University of Iowa students staged ‘sickout’ to protest campus reopening
At the University of Iowa, students, staff and faculty members protested the university’s campus reopening plans last Wednesday because they disagreed with in-person classes. The protest involved staff and faculty striking and not conducting work or instruction, which the university administration strongly advised its employees not to participate in.
The protesters blasted the university’s administration for failing to lead during the coronavirus pandemic and that the university should pivot to online, virtual instruction rather than in-person classes. They also highlighted concerns about the university’s self-reported positive tests, which there were at least 1,142 positive tests for the virus since the fall 2020 semester began in mid-August.

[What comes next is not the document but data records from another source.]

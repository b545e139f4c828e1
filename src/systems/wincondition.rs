//! Win condition polling and the "team captured" reaction.
//!
//! Captures consult the [`WinCondition`] latch directly. The per-tick
//! [`win_condition_system`] covers the other way a level can end up fully
//! caged: a free bird despawning while everyone else is already inside.

use bevy_ecs::observer::On;
use bevy_ecs::prelude::*;
use log::{info, warn};

use crate::components::bird::Bird;
use crate::components::cage::ContainmentZone;
use crate::events::gamestate::TeamCapturedEvent;
use crate::resources::birdregistry::BirdRegistry;
use crate::resources::gamestate::{GameStates, NextGameState, Outcome};
use crate::resources::wincondition::WinCondition;
use crate::resources::worldsignals::WorldSignals;

/// Compare each cage's captured count against the registry.
pub fn win_condition_system(
    zones: Query<(Entity, &ContainmentZone)>,
    birds: Query<(), With<Bird>>,
    mut registry: ResMut<BirdRegistry>,
    mut win: ResMut<WinCondition>,
    mut commands: Commands,
) {
    if win.has_fired() {
        return;
    }
    let total = registry.count(|e| birds.contains(e));
    for (zone, cage) in zones.iter() {
        if win.check(cage.captured().len(), total) {
            commands.trigger(TeamCapturedEvent { zone });
            return;
        }
    }
}

/// Request the win scene and end the round.
///
/// The scene name is published as the world signal string `scene`; the host
/// hands it to its scene loader. Without a configured scene the round still
/// ends, only the transition is skipped.
pub fn team_captured_observer(
    trigger: On<TeamCapturedEvent>,
    win: Res<WinCondition>,
    mut next_state: ResMut<NextGameState>,
    mut world_signals: ResMut<WorldSignals>,
) {
    info!("Every bird caged in {:?}", trigger.event().zone);
    match win.scene.as_deref() {
        Some(scene) => world_signals.set_string("scene", scene),
        None => warn!("Win scene not configured, scene transition skipped"),
    }
    next_state.set(GameStates::Finished(Outcome::BirdsCaptured));
}
//! Event types and observers used by the capture core.
//!
//! This module groups the domain events exchanged across systems and the
//! corresponding observers that react to them. Events provide a decoupled
//! way for systems to communicate without tight coupling or direct
//! dependencies.
//!
//! Submodules:
//! - [`forcedrop`] – global "drop everything" broadcast issued on capture
//! - [`gamestate`] – state transition notifications and the team-captured signal
//! - [`overlap`] – enter/stay/exit notifications between cages and entities
//! - [`pickup`] – pickup and drop requests from the holder's controller
//! - [`rescue`] – per-zone listener interface for rescue countdowns
//!
//! See each submodule for concrete event data, semantics, and example usage.
pub mod forcedrop;
pub mod gamestate;
pub mod overlap;
pub mod pickup;
pub mod rescue;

Several administrators acknowledged the sickout protest, but discouraged participation because employees have an “obligation to deliver instruction as assigned, and to provide appropriate notice of absences due to illness.” After all, a protest interrupts instruction and is a disservice to tuition-paying students.

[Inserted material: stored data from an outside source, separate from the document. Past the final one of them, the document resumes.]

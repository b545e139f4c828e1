//! Pickup slot for the opposing team.
//!
//! A [`Holder`] can carry at most one bird at a time. Picking a free bird
//! up marks it [`BirdState::Held`](crate::components::bird::BirdState::Held);
//! dropping it (or a global force drop) returns it to `Free` unless the cage
//! has already captured it.

use bevy_ecs::prelude::{Component, Entity};

#[derive(Component, Debug, Clone, Copy, Default, PartialEq, Eq)]
pub struct Holder {
    pub held: Option<Entity>,
}

impl Holder {
    pub fn new() -> Self {
        Self { held: None }
    }

    pub fn is_empty(&self) -> bool {
        self.held.is_none()
    }

    /// Clear the slot and return what was held.
    pub fn take(&mut self) -> Option<Entity> {
        self.held.take()
    }
}
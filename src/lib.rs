//! Birdcage library.
//!
//! Capture-and-rescue core for a two-team game: the opposing team carries
//! birds into a cage, free birds standing in the cage long enough release
//! everyone, and the round ends when every bird is caged or time runs out.
//!
//! This module exposes the ECS components, resources, systems, and events
//! for use in integration tests and as a reusable library.

pub mod components;
pub mod events;
pub mod game;
pub mod resources;
pub mod scenario;
pub mod systems;
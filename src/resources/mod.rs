//! ECS resources made available to systems.
//!
//! Overview
//! - `birdregistry` – every capturable entity alive in the level
//! - `gameconfig` – INI-backed tuning (cage points, timings, scenes)
//! - `gamestate` – authoritative and pending high-level game state
//! - `roundclock` – round countdown ending in a draw
//! - `wincondition` – one-shot "every bird caged" latch
//! - `worldsignals` – global key/value store for cross-system communication
//! - `worldtime` – simulation time and delta
pub mod birdregistry;
pub mod gameconfig;
pub mod gamestate;
pub mod roundclock;
pub mod wincondition;
pub mod worldsignals;
pub mod worldtime;
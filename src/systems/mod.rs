//! Simulation systems and observers.
//!
//! Submodules overview
//! - [`birdregistry`] – keep the bird registry in sync with spawned birds
//! - [`cage`] – overlap detection and dispatch, rescue countdown tick
//! - [`gamestate`] – check for pending state transitions and trigger events
//! - [`movement`] – integrate positions from rigid body velocities and time
//! - [`pickup`] – pickup, drop and force-drop observers
//! - [`roundclock`] – round countdown and draw outcome
//! - [`settle`] – re-enable physics on teleported birds
//! - [`time`] – update simulation time and delta
//! - [`wincondition`] – per-tick win check and the capture-win reaction

pub mod birdregistry;
pub mod cage;
pub mod gamestate;
pub mod movement;
pub mod pickup;
pub mod roundclock;
pub mod settle;
pub mod time;
pub mod wincondition;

Republican Gov. Kim Reynolds has not issued a stay-at-home order, unlike liberal states such as California and New York, and nor did she issue a mask-wearing mandate for Iowans. But the University of Iowa requires all campus-going individuals to wear masks and has other precautions in place, yet the sickout protest went forward as planned.
It is not as if the University of Iowa only had in-person classes when it began the fall 2020 semester. The university re-opened with online-only, hybrid (in-person and online), and in-person classes.
Interestingly enough, the graduate student union, the United Electrical, Radio and Machine Workers of America, did not organize the protest.